Chapter Three – The Prayers for Healing

The Archangel Michael and the DragonTobit is filled with “sorrow” and “pain” and turns to the Lord in penitential prayer (Tobit 3:1). His great prayer can be divided into three overall parts:

  1. Praise directed towards the Lord: “O Lord, You are righteous. So too are all Your works. All Your ways are mercy and truth. Your judgments are true and just forever” (Tobit 3:2).
  2. Repentance and ‘Lord, have mercy’ on himself and on his fathers before him (that is, Israel – now in exile because of their disobedience): “Remember me and look upon me with favor. Do not punish me for my sins and my ignorance, nor those sins of my fathers which they committed against You. Because they disobeyed Your commands, so You gave us as spoil, captivity and death. You made us a byword of disgrace among all the nations in which we were scattered. Now Your judgments concerning my sins are many and they are true, because I did them, and so did my fathers. For we did not keep Your commandments. Indeed we did not walk in truth before You” (Tobit 3:3-5).

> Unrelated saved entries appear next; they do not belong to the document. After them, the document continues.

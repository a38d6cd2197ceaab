//! [`SqliteRepository`] — the SQLite implementation of [`MemberRepository`].

use std::{collections::HashMap, path::Path};

use chrono::Utc;
use perk_core::{
  member::{Member, Reservation, Transaction},
  repository::MemberRepository,
};
use rusqlite::{Connection, OptionalExtension as _};
use tracing::info;

use crate::{
  Result,
  encode::{
    RawMember, RawReservation, RawTransaction, encode_amount, encode_dt,
    encode_id, encode_status, encode_tier, encode_uuid,
  },
  schema::SCHEMA,
};

// ─── Repository ──────────────────────────────────────────────────────────────

/// Member persistence backed by a single SQLite file.
pub struct SqliteRepository {
  conn: Connection,
}

impl SqliteRepository {
  /// Open (or create) a database at `path`, creating parent directories as
  /// needed, and run schema initialisation.
  pub fn open(path: impl AsRef<Path>) -> Result<Self> {
    let path = path.as_ref();
    if let Some(parent) = path.parent()
      && !parent.as_os_str().is_empty()
    {
      std::fs::create_dir_all(parent)?;
    }
    Self::init(Connection::open(path)?)
  }

  /// Open an in-memory database — useful for testing.
  pub fn open_in_memory() -> Result<Self> {
    Self::init(Connection::open_in_memory()?)
  }

  fn init(conn: Connection) -> Result<Self> {
    conn.execute_batch(SCHEMA)?;
    Ok(Self { conn })
  }

  fn has_been_saved(&self) -> Result<bool> {
    let saved_at: Option<String> = self
      .conn
      .query_row(
        "SELECT value FROM meta WHERE key = 'saved_at'",
        [],
        |r| r.get(0),
      )
      .optional()?;
    Ok(saved_at.is_some())
  }

  fn load_transactions(&self) -> Result<HashMap<i64, Vec<Transaction>>> {
    let mut stmt = self
      .conn
      .prepare("SELECT transaction_id, member_id, amount, at FROM transactions")?;
    let raws = stmt
      .query_map([], |row| {
        Ok(RawTransaction {
          transaction_id: row.get(0)?,
          member_id:      row.get(1)?,
          amount:         row.get(2)?,
          at:             row.get(3)?,
        })
      })?
      .collect::<rusqlite::Result<Vec<_>>>()?;

    let mut by_member: HashMap<i64, Vec<Transaction>> = HashMap::new();
    for raw in raws {
      let member_id = raw.member_id;
      by_member
        .entry(member_id)
        .or_default()
        .push(raw.into_transaction()?);
    }
    Ok(by_member)
  }

  fn load_reservations(&self) -> Result<HashMap<i64, Vec<Reservation>>> {
    let mut stmt = self.conn.prepare(
      "SELECT reservation_id, member_id, at, status, remark FROM reservations",
    )?;
    let raws = stmt
      .query_map([], |row| {
        Ok(RawReservation {
          reservation_id: row.get(0)?,
          member_id:      row.get(1)?,
          at:             row.get(2)?,
          status:         row.get(3)?,
          remark:         row.get(4)?,
        })
      })?
      .collect::<rusqlite::Result<Vec<_>>>()?;

    let mut by_member: HashMap<i64, Vec<Reservation>> = HashMap::new();
    for raw in raws {
      let member_id = raw.member_id;
      by_member
        .entry(member_id)
        .or_default()
        .push(raw.into_reservation()?);
    }
    Ok(by_member)
  }
}

// ─── MemberRepository impl ───────────────────────────────────────────────────

impl MemberRepository for SqliteRepository {
  type Error = crate::Error;

  fn load(&self) -> Result<Option<Vec<Member>>> {
    if !self.has_been_saved()? {
      return Ok(None);
    }

    let mut transactions = self.load_transactions()?;
    let mut reservations = self.load_reservations()?;

    let mut stmt = self.conn.prepare(
      "SELECT member_id, name, phone, email, address, tier, registered_at
       FROM members ORDER BY position",
    )?;
    let raws = stmt
      .query_map([], |row| {
        Ok(RawMember {
          member_id:     row.get(0)?,
          name:          row.get(1)?,
          phone:         row.get(2)?,
          email:         row.get(3)?,
          address:       row.get(4)?,
          tier:          row.get(5)?,
          registered_at: row.get(6)?,
        })
      })?
      .collect::<rusqlite::Result<Vec<_>>>()?;

    let members = raws
      .into_iter()
      .map(|raw| {
        let txns = transactions.remove(&raw.member_id).unwrap_or_default();
        let res = reservations.remove(&raw.member_id).unwrap_or_default();
        raw.into_member(txns, res)
      })
      .collect::<Result<Vec<_>>>()?;

    info!(count = members.len(), "loaded members");
    Ok(Some(members))
  }

  fn save(&self, members: &[Member]) -> Result<()> {
    let tx = self.conn.unchecked_transaction()?;

    tx.execute("DELETE FROM reservations", [])?;
    tx.execute("DELETE FROM transactions", [])?;
    tx.execute("DELETE FROM members", [])?;

    {
      let mut insert_member = tx.prepare(
        "INSERT INTO members (
           member_id, position, name, phone, email, address, tier, registered_at
         ) VALUES (?1, ?2, ?3, ?4, ?5, ?6, ?7, ?8)",
      )?;
      let mut insert_txn = tx.prepare(
        "INSERT INTO transactions (transaction_id, member_id, amount, at)
         VALUES (?1, ?2, ?3, ?4)",
      )?;
      let mut insert_res = tx.prepare(
        "INSERT INTO reservations (reservation_id, member_id, at, status, remark)
         VALUES (?1, ?2, ?3, ?4, ?5)",
      )?;

      for (position, m) in members.iter().enumerate() {
        let member_id = encode_id(m.id());
        insert_member.execute(rusqlite::params![
          member_id,
          position as i64,
          m.name,
          m.phone,
          m.email,
          m.address,
          encode_tier(m.tier),
          encode_dt(m.registered_at),
        ])?;

        for t in m.transactions() {
          insert_txn.execute(rusqlite::params![
            encode_uuid(t.id().0),
            member_id,
            encode_amount(t.amount()),
            encode_dt(t.at()),
          ])?;
        }

        for r in m.reservations() {
          insert_res.execute(rusqlite::params![
            encode_uuid(r.id.0),
            member_id,
            encode_dt(r.at),
            encode_status(r.status),
            r.remark,
          ])?;
        }
      }
    }

    tx.execute(
      "INSERT INTO meta (key, value) VALUES ('saved_at', ?1)
       ON CONFLICT (key) DO UPDATE SET value = excluded.value",
      rusqlite::params![encode_dt(Utc::now())],
    )?;
    tx.commit()?;

    info!(count = members.len(), "saved members");
    Ok(())
  }
}
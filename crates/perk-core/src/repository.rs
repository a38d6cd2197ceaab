//! The `MemberRepository` trait — the persistence boundary.
//!
//! Implemented by storage backends (e.g. `perk-store-sqlite`). The on-disk
//! format belongs entirely to the backend; the core only hands over and takes
//! back the ordered member sequence.

use crate::member::Member;

/// Durable storage for the member list.
pub trait MemberRepository {
  type Error: std::error::Error + Send + Sync + 'static;

  /// Load the saved sequence, in saved order. Returns `None` if nothing has
  /// been saved yet, so callers can tell a fresh store from an empty one.
  fn load(&self) -> Result<Option<Vec<Member>>, Self::Error>;

  /// Persist `members`, replacing whatever was saved before.
  fn save(&self, members: &[Member]) -> Result<(), Self::Error>;
}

  3. A request to die in peace: “Now do with me as is best before You. Command that my spirit be taken up, so I may be released and become soil, since it is better for me to die than to live. For I have heard false insults, and there is much sorrow within me. Command that I be freed from distress to now enter into the eternal place. Do not turn Your face away from me” (Tobt 3:6).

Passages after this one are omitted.